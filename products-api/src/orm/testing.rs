//! Database and Rocket fixtures for unit and integration tests.

use diesel::Connection;
use diesel::sqlite::SqliteConnection;
use rocket::figment::{
    util::map,
    value::{Map, Value},
};
use rocket::{Build, Rocket};
use uuid::Uuid;

use super::db::{
    DbConn, run_migrations_fairing, run_pending_migrations, set_foreign_keys,
    set_foreign_keys_fairing,
};

/// Creates and configures a Rocket instance for testing with an in-memory SQLite database.
///
/// The returned Rocket instance will have:
/// - A unique shared in-memory SQLite database, so tests never see each other's rows
/// - Database connection pool attached
/// - Foreign keys enabled
/// - All migrations run
/// - API routes, catchers and response fairings mounted exactly as in production
pub fn test_rocket() -> Rocket<Build> {
    let unique_db_name = format!("file:test_db_{}?mode=memory&cache=shared", Uuid::new_v4());

    // A single pooled connection keeps the shared in-memory database alive for
    // the lifetime of the instance.
    let db_config: Map<_, Value> = map! {
        "url" => unique_db_name.into(),
        "pool_size" => 1.into(),
        "timeout" => 5.into(),
    };

    let figment =
        rocket::Config::figment().merge(("databases", map!["products_db" => db_config]));

    let rocket = rocket::custom(figment)
        .attach(DbConn::fairing())
        .attach(set_foreign_keys_fairing())
        .attach(run_migrations_fairing());

    crate::mount_api_routes(rocket)
}

/// Creates a synchronous in-memory SQLite database connection for unit tests.
///
/// Migrations are applied and foreign keys are enabled. Each call returns a
/// new, independent database.
pub fn setup_test_db() -> SqliteConnection {
    let mut conn = SqliteConnection::establish(":memory:")
        .expect("Failed to create in-memory SQLite database");
    set_foreign_keys(&mut conn).expect("Failed to enable foreign keys");
    run_pending_migrations(&mut conn).expect("Failed to run pending migrations");
    conn
}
+ + + + + + +
What to work on
Set out the complete listing exactly as shown.

Result of the task
filename products-api/src/orm/testing.rs
//! Database and Rocket fixtures for unit and integration tests.

use diesel::Connection;
use diesel::sqlite::SqliteConnection;
use rocket::figment::{
    util::map,
    value::{Map, Value},
};
use rocket::{Build, Rocket};
use uuid::Uuid;

use super::db::{
    DbConn, run_migrations_fairing, run_pending_migrations, set_foreign_keys,
    set_foreign_keys_fairing,
};

/// Creates and configures a Rocket instance for testing with an in-memory SQLite database.
///
/// The returned Rocket instance will have:
/// - A unique shared in-memory SQLite database, so tests never see each other's rows
/// - Database connection pool attached
/// - Foreign keys enabled
/// - All migrations run
/// - API routes, catchers and response fairings mounted exactly as in production
pub fn test_rocket() -> Rocket<Build> {
    let unique_db_name = format!("file:test_db_{}?mode=memory&cache=shared", Uuid::new_v4());

    // A single pooled connection keeps the shared in-memory database alive for
    // the lifetime of the instance.
    let db_config: Map<_, Value> = map! {
        "url" => unique_db_name.into(),
        "pool_size" => 1.into(),
        "timeout" => 5.into(),
    };

    let figment =
        rocket::Config::figment().merge(("databases", map!["products_db" => db_config]));

    let rocket = rocket::custom(figment)
        .attach(DbConn::fairing())
        .attach(set_foreign_keys_fairing())
        .attach(run_migrations_fairing());

    crate::mount_api_routes(rocket)
}

/// Creates a synchronous in-memory SQLite database connection for unit tests.
///
/// Migrations are applied and foreign keys are enabled. Each call returns a
/// new, independent database.
pub fn setup_test_db() -> SqliteConnection {
    let mut conn = SqliteConnection::establish(":memory:")
        .expect("Failed to create in-memory SQLite database");
    set_foreign_keys(&mut conn).expect("Failed to enable foreign keys");
    run_pending_migrations(&mut conn).expect("Failed to run pending migrations");
    conn
}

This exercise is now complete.